Der Permanentmagnet bzw. die Permanentmagneten ist/sind austauschbar angeordnet.

Die Deckplatte des erfindungsgemäßen Magnetitabscheiders trägt ein Probeneintritts- und ein Probenaustrittsrohr sowie zwei Entlüftungsrohre, eines für das Innenvolumen und eines für den äußeren Bereich. Das Probeneintrittsrohr erweitert sich im Innenraum und endet kurz über dem Permanentmagneten. Die einzuhaltende Distanz wird durch die Art der Befestigung des Probeneintrittsrohres im oberen Teilstück bestimmt.

Der Vorteil dieser Ausführungsform mit glasklarem Zylinder besteht in der Kontrollmöglichkeit der Funktion des Magnetitabscheiders zu jeder Zeit.

In einer zweiten Ausführungsform besteht der Außenmantel aus Edelstahl. Derartige Magnetitabscheider sind druckbeaufschlagten Einsatzzwecke verwendbar, bei denen der Druck während des Abscheidungsvorganges nicht abgebaut werden soll.

In der druckbeaufschlagten Ausführungsform besteht die Trennfolie zwischen magnetithaltiger Lösung und Permanentmagneten aus einem druckfesten Material wie zum Beispiel V4A-Stahl der Stärke von etwa 1 mm.

Durchgeführte Versuche zeigen, dass 91,3 % des Magnetits aus der Lösung auf deiner Folie der beschriebenen Art abgeschieden werden.

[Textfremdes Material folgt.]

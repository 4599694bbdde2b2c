//! Per-directory operation policy.
//!
//! The policy is the same for every session. It is derived once at startup
//! from whether the pricelist backend is mutable, and only the data reachable
//! through a directory varies with identity.

use super::error::{Denial, VfsError, VfsResult};
use super::path::{Area, VirtualPath};

/// A protocol-level operation subject to policy.
#[derive(Debug, Clone, Copy, PartialEq, Eq)]
pub enum Operation {
    Read,
    Write,
    List,
    Stat,
    Mkdir,
    Remove,
    Rename,
    Rmdir,
}

impl Operation {
    pub fn as_str(&self) -> &'static str {
        match self {
            Operation::Read => "read",
            Operation::Write => "write",
            Operation::List => "list",
            Operation::Stat => "stat",
            Operation::Mkdir => "mkdir",
            Operation::Remove => "delete",
            Operation::Rename => "rename",
            Operation::Rmdir => "directory removal",
        }
    }
}

/// Operations permitted inside one directory.
#[derive(Debug, Clone, Copy, Default, PartialEq, Eq)]
pub struct Permissions {
    pub list: bool,
    pub read: bool,
    pub write: bool,
    pub mkdir: bool,
}

/// Directory whitelist and what each directory allows.
#[derive(Debug, Clone, Copy, PartialEq, Eq)]
pub struct DirectoryPolicy {
    root: Permissions,
    incoming: Permissions,
    pricelist: Permissions,
}

impl DirectoryPolicy {
    /// Build the policy. `pricelist_mutable` is true only for deployments
    /// whose pricelist adapter is backed by mutable object storage.
    pub fn new(pricelist_mutable: bool) -> Self {
        Self {
            root: Permissions {
                list: true,
                ..Default::default()
            },
            incoming: Permissions {
                list: true,
                write: true,
                ..Default::default()
            },
            pricelist: Permissions {
                list: true,
                read: true,
                write: pricelist_mutable,
                mkdir: pricelist_mutable,
            },
        }
    }

    pub fn permissions(&self, area: Area) -> Permissions {
        match area {
            Area::Root => self.root,
            Area::Incoming => self.incoming,
            Area::Pricelist => self.pricelist,
        }
    }

    /// Decide whether `op` on `path` is allowed, returning the path's area.
    pub fn check(&self, path: &VirtualPath, op: Operation) -> VfsResult<Area> {
        let Some(area) = path.area() else {
            return Err(VfsError::denied(path.as_str(), Denial::OutsideNamespace));
        };
        let perms = self.permissions(area);

        let allowed = match op {
            Operation::Remove | Operation::Rename | Operation::Rmdir => {
                return Err(VfsError::denied(path.as_str(), Denial::Forbidden(op.as_str())));
            }
            Operation::Read if area == Area::Incoming => {
                return Err(VfsError::denied(path.as_str(), Denial::WriteOnly));
            }
            Operation::Read => perms.read,
            Operation::Write => perms.write,
            Operation::Mkdir => perms.mkdir,
            Operation::List => perms.list,
            Operation::Stat => true,
        };

        if allowed {
            Ok(area)
        } else if matches!(op, Operation::Write | Operation::Mkdir) {
            Err(VfsError::denied(path.as_str(), Denial::ReadOnly))
        } else {
            Err(VfsError::denied(path.as_str(), Denial::Forbidden(op.as_str())))
        }
    }
}

impl Default for DirectoryPolicy {
    fn default() -> Self {
        Self::new(false)
    }
}

#[cfg(test)]
mod tests {
    use super::*;

    fn check(policy: &DirectoryPolicy, path: &str, op: Operation) -> VfsResult<Area> {
        policy.check(&VirtualPath::new(path), op)
    }

    #[test]
    fn test_outside_namespace_denied_for_every_operation() {
        let policy = DirectoryPolicy::new(true);
        for op in [
            Operation::Read,
            Operation::Write,
            Operation::List,
            Operation::Stat,
            Operation::Mkdir,
            Operation::Remove,
            Operation::Rename,
            Operation::Rmdir,
        ] {
            let err = check(&policy, "/etc/passwd", op).unwrap_err();
            assert_eq!(err.denial(), Some(Denial::OutsideNamespace), "{:?}", op);
        }
    }

    #[test]
    fn test_root_is_list_only() {
        let policy = DirectoryPolicy::new(true);
        assert_eq!(check(&policy, "/", Operation::List).unwrap(), Area::Root);
        assert!(check(&policy, "/", Operation::Read).unwrap_err().is_denied());
        assert_eq!(
            check(&policy, "/", Operation::Write).unwrap_err().denial(),
            Some(Denial::ReadOnly)
        );
        assert!(check(&policy, "/", Operation::Mkdir).unwrap_err().is_denied());
    }

    #[test]
    fn test_incoming_is_write_only() {
        let policy = DirectoryPolicy::new(true);
        assert_eq!(check(&policy, "/in/a.txt", Operation::Write).unwrap(), Area::Incoming);
        assert_eq!(
            check(&policy, "/in/a.txt", Operation::Read).unwrap_err().denial(),
            Some(Denial::WriteOnly)
        );
        assert_eq!(
            check(&policy, "/in/sub", Operation::Mkdir).unwrap_err().denial(),
            Some(Denial::ReadOnly)
        );
    }

    #[test]
    fn test_pricelist_mutability_follows_backend() {
        let mutable = DirectoryPolicy::new(true);
        let readonly = DirectoryPolicy::new(false);

        assert!(check(&mutable, "/Hinnat/x.zip", Operation::Write).is_ok());
        assert!(check(&mutable, "/Hinnat/new", Operation::Mkdir).is_ok());
        assert!(check(&readonly, "/Hinnat/x.zip", Operation::Read).is_ok());
        assert_eq!(
            check(&readonly, "/Hinnat/x.zip", Operation::Write).unwrap_err().denial(),
            Some(Denial::ReadOnly)
        );
        assert!(!readonly.permissions(Area::Pricelist).write);
    }

    #[test]
    fn test_destructive_operations_always_denied() {
        let policy = DirectoryPolicy::new(true);
        for path in ["/", "/in", "/in/a.txt", "/Hinnat", "/Hinnat/salhydro_kaikki.zip"] {
            for op in [Operation::Remove, Operation::Rename, Operation::Rmdir] {
                let err = check(&policy, path, op).unwrap_err();
                assert!(matches!(err.denial(), Some(Denial::Forbidden(_))), "{} {:?}", path, op);
            }
        }
    }
}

Der erfindungsgemäße Magnetitabscheider wird anhand einer Abbildung näher erläutert.

Die Abbildung ist eine Zeichnung zum Aufbau des Magnetitabscheiders.

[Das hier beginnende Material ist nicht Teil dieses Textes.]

impl SftpSession {
    pub fn new(fs: SessionFs) -> Self {
        Self {
            fs,
            handles: HashMap::new(),
            next_handle: 0,
        }
    }

    fn insert(&mut self, handle: OpenHandle) -> String {
        self.next_handle += 1;
        let key = format!("h{}", self.next_handle);
        self.handles.insert(key.clone(), handle);
        key
    }

    fn fail(&self, method: &str, err: VfsError) -> StatusCode {
        let code = status_for(&err);
        if err.is_denied() {
            tracing::debug!(user = %self.fs.identity(), method, "request denied: {}", err);
        } else {
            tracing::warn!(user = %self.fs.identity(), method, "request failed: {}", err);
        }
        code
    }

    fn ok(id: u32) -> Status {
        Status {
            id,
            status_code: StatusCode::Ok,
            error_message: "Ok".to_string(),
            language_tag: "en-US".to_string(),
        }
    }

    async fn run_command(&self, id: u32, command: Command) -> Result<Status, StatusCode> {
        let method = command.method().to_string();
        self.fs
            .command(command)
            .await
            .map(|_| Self::ok(id))
            .map_err(|e| self.fail(&method, e))
    }
}
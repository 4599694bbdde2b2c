//! Per-session access-control dispatcher.
//!
//! [`SessionFs`] is the single authority deciding whether an operation on
//! a path is allowed for the session, and which adapter handles it. Every
//! denial is decided here before any backend is touched, and backend errors
//! pass through unchanged.

use std::sync::Arc;
use std::time::SystemTime;

use bytes::Bytes;

use crate::constants::{INCOMING_SIZE_LIMIT, PRICELIST_SIZE_LIMIT};
use crate::identity::Identity;
use crate::storage::{IncomingStore, PricelistStore};

use super::error::{Denial, VfsError, VfsResult};
use super::handle::WriteHandle;
use super::path::{Area, VirtualPath};
use super::policy::{DirectoryPolicy, Operation};
use super::types::Entry;

/// Upload ceilings per directory.
#[derive(Debug, Clone, Copy, PartialEq, Eq)]
pub struct UploadLimits {
    pub incoming: usize,
    pub pricelist: usize,
}

impl Default for UploadLimits {
    fn default() -> Self {
        Self {
            incoming: INCOMING_SIZE_LIMIT,
            pricelist: PRICELIST_SIZE_LIMIT,
        }
    }
}

/// A mutating protocol command.
#[derive(Debug, Clone, PartialEq, Eq)]
pub enum Command {
    Remove(String),
    Rename { from: String, to: String },
    Rmdir(String),
    Mkdir(String),
    /// Any method the gateway has no mapping for.
    Other { method: String, path: String },
}

impl Command {
    /// Protocol method name, for logs.
    pub fn method(&self) -> &str {
        match self {
            Command::Remove(_) => "remove",
            Command::Rename { .. } => "rename",
            Command::Rmdir(_) => "rmdir",
            Command::Mkdir(_) => "mkdir",
            Command::Other { method, .. } => method,
        }
    }
}

/// Process-wide, immutable wiring shared by all sessions.
///
/// Holds the active adapters and the policy derived from them. Each
/// authenticated session gets its own [`SessionFs`] from [`Backends::session`].
#[derive(Clone)]
pub struct Backends {
    pricelist: Arc<dyn PricelistStore>,
    incoming: Arc<dyn IncomingStore>,
    policy: DirectoryPolicy,
    limits: UploadLimits,
    started: SystemTime,
}

impl std::fmt::Debug for Backends {
    fn fmt(&self, f: &mut std::fmt::Formatter<'_>) -> std::fmt::Result {
        f.debug_struct("Backends")
            .field("pricelist", &self.pricelist.name())
            .field("incoming", &self.incoming.name())
            .field("policy", &self.policy)
            .field("limits", &self.limits)
            .finish()
    }
}

impl Backends {
    /// Wire adapters together. The pricelist directory accepts writes only
    /// when its adapter is mutable.
    pub fn new(pricelist: Arc<dyn PricelistStore>, incoming: Arc<dyn IncomingStore>) -> Self {
        let policy = DirectoryPolicy::new(pricelist.is_mutable());
        Self {
            pricelist,
            incoming,
            policy,
            limits: UploadLimits::default(),
            started: SystemTime::now(),
        }
    }

    pub fn with_limits(mut self, limits: UploadLimits) -> Self {
        self.limits = limits;
        self
    }

    pub fn policy(&self) -> &DirectoryPolicy {
        &self.policy
    }

    pub fn limits(&self) -> UploadLimits {
        self.limits
    }

    /// Bind a dispatcher to one authenticated identity.
    pub fn session(&self, identity: Identity) -> SessionFs {
        SessionFs {
            identity,
            policy: self.policy,
            limits: self.limits,
            pricelist: Arc::clone(&self.pricelist),
            incoming: Arc::clone(&self.incoming),
            started: self.started,
        }
    }
}

/// The virtual filesystem seen by one session.
pub struct SessionFs {
    identity: Identity,
    policy: DirectoryPolicy,
    limits: UploadLimits,
    pricelist: Arc<dyn PricelistStore>,
    incoming: Arc<dyn IncomingStore>,
    /// Timestamp for synthesized directory entries, so repeated listings
    /// compare equal.
    started: SystemTime,
}

impl std::fmt::Debug for SessionFs {
    fn fmt(&self, f: &mut std::fmt::Formatter<'_>) -> std::fmt::Result {
        f.debug_struct("SessionFs")
            .field("identity", &self.identity)
            .field("policy", &self.policy)
            .finish()
    }
}

impl SessionFs {
    pub fn identity(&self) -> &Identity {
        &self.identity
    }

    /// Canonical form of a client path. Does not consult policy.
    pub fn realpath(&self, raw: &str) -> String {
        VirtualPath::new(raw).to_string()
    }

    fn check(&self, path: &VirtualPath, op: Operation) -> VfsResult<Area> {
        self.policy.check(path, op).inspect_err(|e| {
            tracing::warn!(
                user = %self.identity,
                path = %path,
                op = op.as_str(),
                "denied: {}",
                e
            );
        })
    }

    fn deny(&self, path: &VirtualPath, op: Operation, reason: Denial) -> VfsError {
        let err = VfsError::denied(path.as_str(), reason);
        tracing::warn!(user = %self.identity, path = %path, op = op.as_str(), "denied: {}", err);
        err
    }

    fn synthesized(&self, area: Area) -> Entry {
        Entry::directory_at(area.dir_name(), self.started)
    }

    /// Fetch a file's full content.
    pub async fn read(&self, raw: &str) -> VfsResult<Bytes> {
        let path = VirtualPath::new(raw);
        tracing::info!(user = %self.identity, path = %path, "reading file");

        self.check(&path, Operation::Read)?;
        if path.is_area_root() {
            return Err(VfsError::is_a_directory(path.as_str()));
        }

        let data = self.pricelist.download(&self.identity, path.within_area()).await?;
        tracing::debug!(user = %self.identity, path = %path, bytes = data.len(), "read complete");
        Ok(data)
    }

    /// Open a file for writing. Content is buffered until the handle closes.
    pub async fn write(&self, raw: &str) -> VfsResult<WriteHandle> {
        let path = VirtualPath::new(raw);
        tracing::info!(user = %self.identity, path = %path, "opening file for write");

        let area = self.check(&path, Operation::Write)?;
        if path.is_area_root() {
            return Err(VfsError::is_a_directory(path.as_str()));
        }

        match area {
            Area::Incoming => {
                if path.depth_in_area() != 1 {
                    return Err(self.deny(&path, Operation::Write, Denial::NoSubdirectories));
                }
                let filename = path.within_area().to_string();
                Ok(WriteHandle::incoming(
                    self.identity.clone(),
                    path,
                    Arc::clone(&self.incoming),
                    filename,
                    self.limits.incoming,
                ))
            }
            Area::Pricelist => {
                let relative = path.within_area().to_string();
                Ok(WriteHandle::pricelist(
                    self.identity.clone(),
                    path,
                    Arc::clone(&self.pricelist),
                    relative,
                    self.limits.pricelist,
                ))
            }
            Area::Root => Err(self.deny(&path, Operation::Write, Denial::ReadOnly)),
        }
    }

    /// List a directory.
    pub async fn list(&self, raw: &str) -> VfsResult<Vec<Entry>> {
        let path = VirtualPath::new(raw);
        tracing::info!(user = %self.identity, path = %path, "listing directory");

        match self.check(&path, Operation::List)? {
            Area::Root => Ok(vec![
                self.synthesized(Area::Incoming),
                self.synthesized(Area::Pricelist),
            ]),
            Area::Incoming => {
                if !path.is_area_root() {
                    return Err(self.deny(&path, Operation::List, Denial::NotRetained));
                }
                if !self.incoming.retains_files() {
                    return Ok(Vec::new());
                }
                Ok(self.incoming.list(&self.identity).await?)
            }
            Area::Pricelist => Ok(self.pricelist.list(&self.identity, path.within_area()).await?),
        }
    }

    /// Metadata of a single path.
    ///
    /// `/`, `/in` and `/Hinnat` are always answered locally, so clients can
    /// change into them even when a backend is unreachable.
    pub async fn stat(&self, raw: &str) -> VfsResult<Entry> {
        let path = VirtualPath::new(raw);
        tracing::debug!(user = %self.identity, path = %path, "stat");

        let area = self.check(&path, Operation::Stat)?;
        if path.is_area_root() {
            return Ok(self.synthesized(area));
        }

        match area {
            Area::Incoming => Err(self.deny(&path, Operation::Stat, Denial::NotRetained)),
            Area::Pricelist => Ok(self.pricelist.metadata(&self.identity, path.within_area()).await?),
            Area::Root => Err(VfsError::not_found(path.as_str())),
        }
    }

    /// Execute a mutating command.
    pub async fn command(&self, command: Command) -> VfsResult<()> {
        tracing::info!(user = %self.identity, method = command.method(), "file command");

        match command {
            Command::Remove(raw) => self.forbidden(&VirtualPath::new(&raw), Operation::Remove),
            Command::Rmdir(raw) => self.forbidden(&VirtualPath::new(&raw), Operation::Rmdir),
            Command::Rename { from, to } => {
                let from = VirtualPath::new(&from);
                let to = VirtualPath::new(&to);
                if to.area().is_none() && from.area().is_some() {
                    return self.forbidden(&to, Operation::Rename);
                }
                self.forbidden(&from, Operation::Rename)
            }
            Command::Mkdir(raw) => self.mkdir(&VirtualPath::new(&raw)).await,
            Command::Other { method, path } => {
                let path = VirtualPath::new(&path);
                if path.area().is_none() {
                    return Err(self.deny(&path, Operation::Stat, Denial::OutsideNamespace));
                }
                tracing::warn!(user = %self.identity, path = %path, method = %method, "unsupported method");
                Err(VfsError::unsupported(method))
            }
        }
    }

    pub async fn remove(&self, raw: &str) -> VfsResult<()> {
        self.command(Command::Remove(raw.to_string())).await
    }

    pub async fn rmdir(&self, raw: &str) -> VfsResult<()> {
        self.command(Command::Rmdir(raw.to_string())).await
    }

    pub async fn rename(&self, from: &str, to: &str) -> VfsResult<()> {
        self.command(Command::Rename {
            from: from.to_string(),
            to: to.to_string(),
        })
        .await
    }

    pub async fn mkdir_path(&self, raw: &str) -> VfsResult<()> {
        self.command(Command::Mkdir(raw.to_string())).await
    }

    fn forbidden(&self, path: &VirtualPath, op: Operation) -> VfsResult<()> {
        self.check(path, op)?;
        Err(self.deny(path, op, Denial::Forbidden(op.as_str())))
    }

    async fn mkdir(&self, path: &VirtualPath) -> VfsResult<()> {
        self.check(path, Operation::Mkdir)?;
        if path.is_area_root() {
            return Err(VfsError::already_exists(path.as_str()));
        }
        self.pricelist.mkdir(&self.identity, path.within_area()).await?;
        tracing::info!(user = %self.identity, path = %path, "directory created");
        Ok(())
    }
}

Der Magnetitabscheider wird über einen Bypass an ein Wasser-Dampf-Kreislaufsystem angeschlossen und in an sich bekannter Weise durch Absperrventile austauschbar gehalten.

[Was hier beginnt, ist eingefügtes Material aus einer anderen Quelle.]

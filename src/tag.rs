//! Defines the [`TagIndex`], which groups [`Post`]s by tag.

use crate::post::Post;
use std::collections::HashMap;
use std::sync::Arc;

/// A tag and the posts carrying it, in the order they were indexed.
#[derive(Clone, Debug)]
pub struct Tag {
    /// The tag as first written in frontmatter.
    pub name: String,

    /// The URL segment shared by every spelling of the tag (`Rust`, `rust`).
    pub slug: String,

    pub posts: Vec<Arc<Post>>,
}

/// Maps tags to the posts carrying them. Tags are keyed by slug, so
/// spellings that publish to the same URL share one entry and keep the
/// first-seen name. Tags iterate in the order they were first seen; each
/// tag's posts keep the order the posts were indexed in, so indexing
/// date-sorted posts yields date-sorted tags.
#[derive(Clone, Debug, Default)]
pub struct TagIndex {
    tags: Vec<Tag>,
    positions: HashMap<String, usize>,
}

impl TagIndex {
    /// Indexes `posts` in order. A post that lists the same tag twice is
    /// only indexed under it once.
    pub fn from_posts(posts: &[Arc<Post>]) -> TagIndex {
        let mut index = TagIndex::default();
        for post in posts {
            for name in &post.tags {
                index.insert(name, post);
            }
        }
        index
    }

    fn insert(&mut self, name: &str, post: &Arc<Post>) {
        let slug = slug::slugify(name);
        let position = match self.positions.get(&slug) {
            Some(&position) => position,
            None => {
                self.tags.push(Tag {
                    name: name.to_owned(),
                    slug: slug.clone(),
                    posts: Vec::new(),
                });
                self.positions.insert(slug, self.tags.len() - 1);
                self.tags.len() - 1
            }
        };
        let posts = &mut self.tags[position].posts;
        if !posts.last().is_some_and(|last| Arc::ptr_eq(last, post)) {
            posts.push(Arc::clone(post));
        }
    }

    /// Returns the posts tagged `name` under any spelling, or `None` for
    /// unknown tags.
    pub fn get(&self, name: &str) -> Option<&[Arc<Post>]> {
        self.positions
            .get(&slug::slugify(name))
            .map(|&position| self.tags[position].posts.as_slice())
    }

    pub fn iter(&self) -> impl Iterator<Item = &Tag> {
        self.tags.iter()
    }

    pub fn len(&self) -> usize {
        self.tags.len()
    }

    pub fn is_empty(&self) -> bool {
        self.tags.is_empty()
    }
}

#[cfg(test)]
mod test {
    use super::*;
    use chrono::NaiveDate;

    fn post(slug: &str, date: (i32, u32, u32), tags: &[&str]) -> Arc<Post> {
        Arc::new(Post {
            slug: slug.to_owned(),
            date: NaiveDate::from_ymd_opt(date.0, date.1, date.2).unwrap(),
            tags: tags.iter().map(|t| t.to_string()).collect(),
            ..Post::default()
        })
    }

    fn slugs(posts: &[Arc<Post>]) -> Vec<&str> {
        posts.iter().map(|p| p.slug.as_str()).collect()
    }

    #[test]
    fn test_tag_order_follows_sorted_posts() {
        let mut posts = vec![
            post("jan", (2023, 1, 1), &["x"]),
            post("jun", (2023, 6, 1), &["x"]),
            post("old", (2022, 1, 1), &["x"]),
        ];
        posts.sort_by(|a, b| b.date.cmp(&a.date));
        let index = TagIndex::from_posts(&posts);
        assert_eq!(Some(vec!["jun", "jan", "old"]), index.get("x").map(slugs));
    }

    #[test]
    fn test_every_tag_is_indexed_once_per_post() {
        let posts = vec![
            post("a", (2023, 1, 2), &["rust", "web", "rust"]),
            post("b", (2023, 1, 1), &["web"]),
        ];
        let index = TagIndex::from_posts(&posts);
        assert_eq!(2, index.len());
        assert_eq!(Some(vec!["a"]), index.get("rust").map(slugs));
        assert_eq!(Some(vec!["a", "b"]), index.get("web").map(slugs));
        assert!(index.get("nope").is_none());
        assert_eq!(
            vec!["rust", "web"],
            index.iter().map(|t| t.name.as_str()).collect::<Vec<_>>(),
        );
    }

    #[test]
    fn test_spellings_share_a_tag() {
        let posts = vec![
            post("a", (2023, 1, 3), &["Rust"]),
            post("b", (2023, 1, 2), &["rust"]),
            post("c", (2023, 1, 1), &["RUST", "Rust"]),
        ];
        let index = TagIndex::from_posts(&posts);
        assert_eq!(1, index.len());
        let tag = index.iter().next().unwrap();
        assert_eq!("Rust", tag.name);
        assert_eq!("rust", tag.slug);
        assert_eq!(vec!["a", "b", "c"], slugs(&tag.posts));
        assert_eq!(Some(vec!["a", "b", "c"]), index.get("rust").map(slugs));
    }
}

1NdFeB - Magnet 2Edelstahlmembran 3Innenrohr 4Rohrerweiterung Winkel 18° 5Aussenmantel 6Entlüftungsbohrungen 7Entlüftung 8Blindmutter 9Medieneintritt 10Medienaustritt

Anspruch[de]
  1. Magnetitabscheider

    bestehend aus einem Zylinder

    der an einem Ende mit einem Überwurf lösbar verbunden ist,

    wobei im Überwurf ein oder mehrere starke Permanentmagnete untergebracht sind,

    und am anderen Ende einen zweiten Überwurf trägt,

    der mindestens drei Bohrungen aufweist,

    wobei die erste Bohrung ein Probeneintrittsrohr trägt,

    das bereits im oberen Drittel stark aufgeweitet ist

    und einen inneren Zylinder bildet

    mit definiertem Abstand zum die Permanentmagneten tragenden Überwurf

    und die zweite Bohrung ein Probenaustrittsrohr darstellt,

    das den inneren Zylinder ummantelt

    und die dritte Bohrung ein Entlüftungsrohr ist.
  2. Magnetitabscheider nach Anspruch 1 dadurch gekennzeichnet, dass der Zylinder aus glasklarem PVC besteht.
  3. Magnetitabscheider nach Anspruch 1, dadurch gekennzeichnet, dass der Zylinder aus Edelstahl besteht.
  4. Magnetitabscheider nach Ansprüchen 1 bis 3, dadurch gekennzeichnet, dass der Zylinderdurchmesser etwa 100 mm beträgt, die Höhe des Zylinders etwa 250 mm.
  5. Magnetitabscheider nach Ansprüchen 1 bis 4, dadurch gekennzeichnet, dass der Überwurf ein Innengewinde aufweist.
  6. Magnetitabscheider nach den Ansprüchen 1 bis 5, dadurch gekennzeichnet, dass der Überwurf jeweils sechs Einkerbungen aufweist.
  7. Magnetitabscheider nach Anspruch 1, dadurch gekennzeichnet, dass der zweite Überwurf eine vierte Bohrung trägt.
  8. Magnetitabscheider nach Ansprüchen 1 und 7, dadurch gekennzeichnet, dass die dritte und vierte Bohrung Entlüftungsrohre für den Innenbereich vor der Magnetitabscheidung und für den Außenbereich nach der Magnetitabscheidung darstellen.
  9. Magnetitabscheider nach den Ansprüchen 1 bis 8 zur analytischen Probenvorbereitung.